AAV shows promise as mutation repair vector

Adeno-associated virus (AAV) shows promise as a gene-targeting vector for repair of mutations, particularly in cell populations that can be treated ex vivo and reinfused back into the host, according to David Russell, a professor at the University of Washington.

Russell described ex vivo experiments using an AAV targeting vector to homologously inactivate a dominant-negative mutation in the human type 1 collagen gene COL1A1 gene, which causes the brittle bone disease osteogenesis imperfecta.

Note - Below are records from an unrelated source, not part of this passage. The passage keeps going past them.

//! Structural checks over declarations and the analyzed graph

use crate::config::Config;
use crate::di::traits::{ErrorReporter, MetadataSource};
use crate::metadata::{ClassDecl, Declaration};
use crate::model::{Binding, Factory, InjectionContext};
use scabbard_core::types::Type;
use tracing::debug;

/// Reports declarations the generator cannot handle.
///
/// Every check reports and moves on; nothing here aborts the run.
pub struct SanityChecker<'a> {
    metadata: &'a dyn MetadataSource,
    config: &'a Config,
    reporter: &'a dyn ErrorReporter,
}

impl<'a> SanityChecker<'a> {
    pub fn new(
        metadata: &'a dyn MetadataSource,
        config: &'a Config,
        reporter: &'a dyn ErrorReporter,
    ) -> Self {
        Self {
            metadata,
            config,
            reporter,
        }
    }

    pub fn check(&self, context: &InjectionContext) {
        let before = self.reporter.error_count();

        self.check_static_members();
        self.check_providable_targets(context);
        self.check_provider_types(context);
        self.check_subcomponents(context);
        self.check_super_types(context);
        for factory in &context.factories {
            self.check_factory(factory);
        }
        for binding in &context.bindings {
            self.check_binding(context, binding);
        }

        debug!(
            "Sanity checks reported {} error(s)",
            self.reporter.error_count() - before
        );
    }

    fn report(&self, message: String) {
        self.reporter.report_error(message);
    }

    fn check_static_members(&self) {
        let markers = &self.config.markers;
        for marker in [&markers.inject, &markers.provide] {
            for (class, field) in self.metadata.fields_annotated_with(marker) {
                if field.is_static() {
                    self.report(format!(
                        "Static field {}.{} cannot be marked @{}",
                        class.name, field.name, marker
                    ));
                }
            }
            for (class, method) in self.metadata.methods_annotated_with(marker) {
                if method.is_static() {
                    self.report(format!(
                        "Static method {}.{} cannot be marked @{}",
                        class.name,
                        method.signature(),
                        marker
                    ));
                }
            }
        }
    }

    fn check_providable_targets(&self, context: &InjectionContext) {
        for target in &context.providable_targets {
            let Some(class) = self.metadata.find_class(&target.target_type) else {
                continue;
            };
            let kind = if class.is_annotation() {
                Some("an annotation")
            } else if class.is_interface() {
                Some("an interface")
            } else if class.is_enum() {
                Some("an enum")
            } else if class.is_abstract() {
                Some("abstract")
            } else {
                None
            };
            if let Some(kind) = kind {
                self.report(format!(
                    "Class {} has an injectable constructor but is {}",
                    class.name, kind
                ));
            }
        }
    }

    fn check_provider_types(&self, context: &InjectionContext) {
        for module in context.modules() {
            for provider in &module.providers {
                if provider.dependency().dependency_type.is_void() {
                    self.report(format!(
                        "Provider {} must not return void",
                        provider.provision_point
                    ));
                }
            }
        }
    }

    fn check_subcomponents(&self, context: &InjectionContext) {
        for component in &context.components {
            if let Some(parent) = &component.parent {
                if context.find_component(parent).is_none() {
                    self.report(format!(
                        "Component {} declares parent {} which is not a component",
                        component.component_type, parent
                    ));
                }
            }
            for subcomponent in &component.subcomponents {
                if context.find_component(subcomponent).is_none() {
                    self.report(format!(
                        "Subcomponent {} of {} is not a component",
                        subcomponent, component.component_type
                    ));
                }
            }
        }
    }

    fn check_super_types(&self, context: &InjectionContext) {
        let object = &self.config.runtime.object;
        for module in context.modules() {
            let Some(class) = self.metadata.find_class(&module.module_type) else {
                continue;
            };
            let Some(superclass) = &class.superclass else {
                continue;
            };
            if superclass != object {
                let kind = if context.find_component(&class.name).is_some() {
                    "Component"
                } else {
                    "Module"
                };
                self.report(format!(
                    "{} {} must extend {} directly, found {}",
                    kind, class.name, object, superclass
                ));
            }
        }
    }

    fn check_factory(&self, factory: &Factory) {
        let Some(class) = self.metadata.find_class(&factory.factory_type) else {
            return;
        };
        let name = &class.name;
        if !class.is_interface() {
            self.report(format!("Factory {} must be an interface", name));
        }
        if class.is_generic() {
            self.report(format!("Factory {} must not be generic", name));
        }
        if !class.interfaces.is_empty() {
            self.report(format!("Factory {} must not extend other interfaces", name));
        }
        if !class
            .methods
            .iter()
            .any(|m| !m.is_static() && !m.is_constructor())
        {
            self.report(format!("Factory {} must declare at least one method", name));
        }

        for point in &factory.provision_points {
            let Some(produced) = point.produced_type.raw_class() else {
                continue;
            };
            let assignable = match point.method.return_type.raw_class() {
                Some(declared) => {
                    declared == produced || self.metadata.ancestors(produced).contains(declared)
                }
                None => false,
            };
            if !assignable {
                self.report(format!(
                    "Factory method {}.{} produces {} which is not assignable to {}",
                    name,
                    point.method.signature(),
                    produced,
                    point.method.return_type
                ));
            }
        }
    }

    fn check_binding(&self, context: &InjectionContext, binding: &Binding) {
        let Some(host) = binding.dependency.raw_class() else {
            return;
        };
        let Some(class) = self.metadata.find_class(host) else {
            return;
        };
        if !is_plain_class(class) {
            self.report(format!(
                "@{} host {} must be a non-generic class",
                self.config.markers.provided_as, host
            ));
        }

        let ancestor = &binding.ancestor.dependency_type;
        let Type::Class(ancestor_class) = ancestor else {
            self.report(format!(
                "Ancestor {} of {} must be a non-generic class",
                ancestor, host
            ));
            return;
        };
        if self
            .metadata
            .find_class(ancestor_class)
            .is_some_and(ClassDecl::is_generic)
        {
            self.report(format!(
                "Ancestor {} of {} must be a non-generic class",
                ancestor_class, host
            ));
        }
        if ancestor_class == host {
            self.report(format!("Class {} cannot be bound as itself", host));
            return;
        }
        if context.is_providable(ancestor_class) {
            self.report(format!(
                "Ancestor {} of {} has an injectable constructor and cannot be a binding target",
                ancestor_class, host
            ));
        }
        if !self.metadata.ancestors(host).contains(ancestor_class) {
            self.report(format!(
                "Class {} is bound as {} but does not extend it",
                host, ancestor_class
            ));
        }
    }
}

fn is_plain_class(class: &ClassDecl) -> bool {
    !class.is_interface() && !class.is_annotation() && !class.is_generic()
}
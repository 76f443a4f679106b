use crate::types::ClassName;
use serde::{Deserialize, Serialize};
use std::fmt;

#[derive(Debug, Clone, Copy, PartialEq, Eq, Hash, PartialOrd, Ord, Serialize, Deserialize)]
#[serde(rename_all = "snake_case")]
pub enum Primitive {
    Boolean,
    Byte,
    Char,
    Short,
    Int,
    Long,
    Float,
    Double,
    Void,
}

impl Primitive {
    pub const ALL: [Primitive; 9] = [
        Primitive::Boolean,
        Primitive::Byte,
        Primitive::Char,
        Primitive::Short,
        Primitive::Int,
        Primitive::Long,
        Primitive::Float,
        Primitive::Double,
        Primitive::Void,
    ];

    pub fn from_name(name: &str) -> Option<Self> {
        Self::ALL.into_iter().find(|p| p.name() == name)
    }

    pub fn name(self) -> &'static str {
        match self {
            Primitive::Boolean => "boolean",
            Primitive::Byte => "byte",
            Primitive::Char => "char",
            Primitive::Short => "short",
            Primitive::Int => "int",
            Primitive::Long => "long",
            Primitive::Float => "float",
            Primitive::Double => "double",
            Primitive::Void => "void",
        }
    }

    fn boxed_name(self) -> &'static str {
        match self {
            Primitive::Boolean => "java.lang.Boolean",
            Primitive::Byte => "java.lang.Byte",
            Primitive::Char => "java.lang.Character",
            Primitive::Short => "java.lang.Short",
            Primitive::Int => "java.lang.Integer",
            Primitive::Long => "java.lang.Long",
            Primitive::Float => "java.lang.Float",
            Primitive::Double => "java.lang.Double",
            Primitive::Void => "java.lang.Void",
        }
    }

    /// The reference type a value of this primitive is boxed into
    pub fn boxed_class(self) -> ClassName {
        ClassName::from_static(self.boxed_name())
    }

    /// Reverse lookup from a boxed class to its primitive
    pub fn unboxed(class: &ClassName) -> Option<Self> {
        Self::ALL
            .into_iter()
            .find(|p| p.boxed_name() == class.as_str())
    }

    /// Accessor used by generated code to unbox the boxed counterpart
    pub fn unbox_method(self) -> Option<&'static str> {
        match self {
            Primitive::Boolean => Some("booleanValue"),
            Primitive::Byte => Some("byteValue"),
            Primitive::Char => Some("charValue"),
            Primitive::Short => Some("shortValue"),
            Primitive::Int => Some("intValue"),
            Primitive::Long => Some("longValue"),
            Primitive::Float => Some("floatValue"),
            Primitive::Double => Some("doubleValue"),
            Primitive::Void => None,
        }
    }
}

impl fmt::Display for Primitive {
    fn fmt(&self, f: &mut fmt::Formatter<'_>) -> fmt::Result {
        f.write_str(self.name())
    }
}
//! Per-component injector configurators

use crate::config::Config;
use crate::generation::context::GenerationContext;
use crate::generation::lookup::{load_provider, object_type, push_key, REGISTER_INSTANCE, REGISTER_PROVIDER};
use crate::generation::providers::provider_constructor_parameters;
use crate::generation::shape::{ClassShape, MethodShape, Operation};
use crate::model::{Component, ImportPoint, Module, Provider, ProvisionPoint, Scope};
use scabbard_core::types::{ClassName, Type};
use std::collections::BTreeMap;
use std::rc::Rc;

/// Suffix of the configurator generated for each component
pub const CONFIGURATOR_SUFFIX: &str = "$$InjectorConfigurator";
pub const CONFIGURE_METHOD: &str = "configureInjector";

/// First local slot after `this`, the injector and the component
const FIRST_MODULE_LOCAL: usize = 3;

pub struct ConfiguratorGenerator<'a> {
    config: &'a Config,
    context: &'a GenerationContext,
}

impl<'a> ConfiguratorGenerator<'a> {
    pub fn new(config: &'a Config, context: &'a GenerationContext) -> Self {
        Self { config, context }
    }

    pub fn configurator_type(component: &Component) -> ClassName {
        component.component_type.nested(CONFIGURATOR_SUFFIX)
    }

    /// `configureInjector(injector, component)` reaches every module of the
    /// component through its import point and registers providers, binding
    /// aliases and factories with the injector
    pub fn generate(&self, component: &Component) -> ClassShape {
        let runtime = &self.config.runtime;
        let name = Self::configurator_type(component);
        let injector_type = Type::Class(runtime.injector.clone());
        let provider_type = Type::Class(runtime.provider.clone());

        let mut shape = ClassShape::new(name, runtime.object.clone());
        shape.interfaces.push(runtime.injector_configurator.clone());

        let mut constructor = MethodShape::constructor(Vec::new());
        constructor
            .push(Operation::LoadThis)
            .push(Operation::InvokeConstructor {
                owner: runtime.object.clone(),
                parameters: Vec::new(),
            })
            .push(Operation::Return);
        shape.constructor = Some(constructor);

        let mut configure = MethodShape::new(
            CONFIGURE_METHOD,
            vec![injector_type.clone(), object_type(runtime)],
            Type::void(),
        );

        let locals = self.load_modules(&mut configure, component);
        let load_injector = [Operation::LoadArgument { index: 1 }];

        for module in component.modules() {
            let Some(&local) = locals.get(&module.module_type) else {
                continue;
            };
            for provider in &module.providers {
                configure.push(Operation::LoadArgument { index: 1 });
                push_key(&mut configure, self.context, runtime, provider.dependency());
                self.new_provider(&mut configure, provider, local);
                configure.push(Operation::InvokeInterface {
                    owner: runtime.injector.clone(),
                    name: REGISTER_PROVIDER.to_string(),
                    parameters: vec![object_type(runtime), provider_type.clone()],
                    return_type: Type::void(),
                });
            }

            for binding in &module.bindings {
                configure.push(Operation::LoadArgument { index: 1 });
                push_key(&mut configure, self.context, runtime, &binding.ancestor);
                load_provider(
                    &mut configure,
                    self.context,
                    runtime,
                    &load_injector,
                    &binding.dependency,
                );
                configure.push(Operation::InvokeInterface {
                    owner: runtime.injector.clone(),
                    name: REGISTER_PROVIDER.to_string(),
                    parameters: vec![object_type(runtime), provider_type.clone()],
                    return_type: Type::void(),
                });
            }

            for factory in &module.factories {
                configure.push(Operation::LoadArgument { index: 1 });
                push_key(&mut configure, self.context, runtime, &factory.dependency());
                configure
                    .push(Operation::New {
                        class: factory.implementation_type.clone(),
                    })
                    .push(Operation::Dup)
                    .push(Operation::LoadArgument { index: 1 })
                    .push(Operation::InvokeConstructor {
                        owner: factory.implementation_type.clone(),
                        parameters: vec![injector_type.clone()],
                    })
                    .push(Operation::InvokeInterface {
                        owner: runtime.injector.clone(),
                        name: REGISTER_INSTANCE.to_string(),
                        parameters: vec![object_type(runtime), object_type(runtime)],
                        return_type: Type::void(),
                    });
            }
        }

        configure.push(Operation::Return);
        shape.methods.push(configure);
        shape
    }

    /// Store the component and every imported module in locals, returning
    /// the slot of each module type
    fn load_modules(&self, method: &mut MethodShape, component: &Component) -> BTreeMap<ClassName, usize> {
        let mut locals = BTreeMap::new();
        let root = &component.default_module;
        method
            .push(Operation::LoadArgument { index: 2 })
            .push(Operation::CheckCast {
                target: Type::Class(root.module_type.clone()),
            })
            .push(Operation::StoreLocal {
                index: FIRST_MODULE_LOCAL,
            });
        locals.insert(root.module_type.clone(), FIRST_MODULE_LOCAL);
        self.load_imports(method, root, &mut locals);
        locals
    }

    fn load_imports(
        &self,
        method: &mut MethodShape,
        module: &Rc<Module>,
        locals: &mut BTreeMap<ClassName, usize>,
    ) {
        let Some(&owner_local) = locals.get(&module.module_type) else {
            return;
        };
        for import in &module.modules {
            let imported = &import.module.module_type;
            if locals.contains_key(imported) {
                continue;
            }
            match &import.import_point {
                ImportPoint::Method(getter) => {
                    method
                        .push(Operation::LoadLocal { index: owner_local })
                        .push(Operation::InvokeVirtual {
                            owner: module.module_type.clone(),
                            name: getter.name.clone(),
                            parameters: Vec::new(),
                            return_type: getter.return_type.clone(),
                        });
                }
                ImportPoint::Field(field) => {
                    method
                        .push(Operation::LoadLocal { index: owner_local })
                        .push(Operation::GetField {
                            owner: module.module_type.clone(),
                            name: field.name.clone(),
                            field_type: field.field_type.clone(),
                        });
                }
                ImportPoint::Inverse => {
                    method
                        .push(Operation::New {
                            class: imported.clone(),
                        })
                        .push(Operation::Dup)
                        .push(Operation::InvokeConstructor {
                            owner: imported.clone(),
                            parameters: Vec::new(),
                        });
                }
            }
            let local = FIRST_MODULE_LOCAL + locals.len();
            method.push(Operation::StoreLocal { index: local });
            locals.insert(imported.clone(), local);
            self.load_imports(method, &import.module, locals);
        }
    }

    /// `new Provider(injector[, module])`, wrapped in the scope's provider when scoped
    fn new_provider(&self, method: &mut MethodShape, provider: &Provider, module_local: usize) {
        let provider_type = Type::Class(self.config.runtime.provider.clone());
        if let Scope::Class(wrapper) = &provider.scope {
            method
                .push(Operation::New {
                    class: wrapper.clone(),
                })
                .push(Operation::Dup);
        }
        method
            .push(Operation::New {
                class: provider.provider_type.clone(),
            })
            .push(Operation::Dup)
            .push(Operation::LoadArgument { index: 1 });
        if !matches!(provider.provision_point, ProvisionPoint::Constructor { .. }) {
            method.push(Operation::LoadLocal {
                index: module_local,
            });
        }
        method.push(Operation::InvokeConstructor {
            owner: provider.provider_type.clone(),
            parameters: provider_constructor_parameters(self.config, provider),
        });
        if let Scope::Class(wrapper) = &provider.scope {
            method.push(Operation::InvokeConstructor {
                owner: wrapper.clone(),
                parameters: vec![provider_type],
            });
        }
    }
}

Using a vector, which inserted a selectable sequence disrupting the gene upstream of the mutation, the researchers demonstrated that more than 90 per cent of mesenchymal stem cells from patients with OI had undergone gene targeting after a single round of selection. The modified cells were able to undergo in vitro differentiation to bone and fat cells, indicating that the multipotency of the stem cells was not affected. Good results were also achieved without selection, in polyclonal populations of cells.

Russell said that the method would be suitable for a number of different cell types, including other types of stem cells, as a correction therapy for diseases involving dominant-negative mutations, where knocking out the mutated form of the gene corrected the phenotype.

"Stem cells are the most practical at this point -- they can be done ex vivo," he said.

But the therapy is still a long way from the clinic, and Russell said that the arduous regulatory process required for gene therapy trials was also a factor.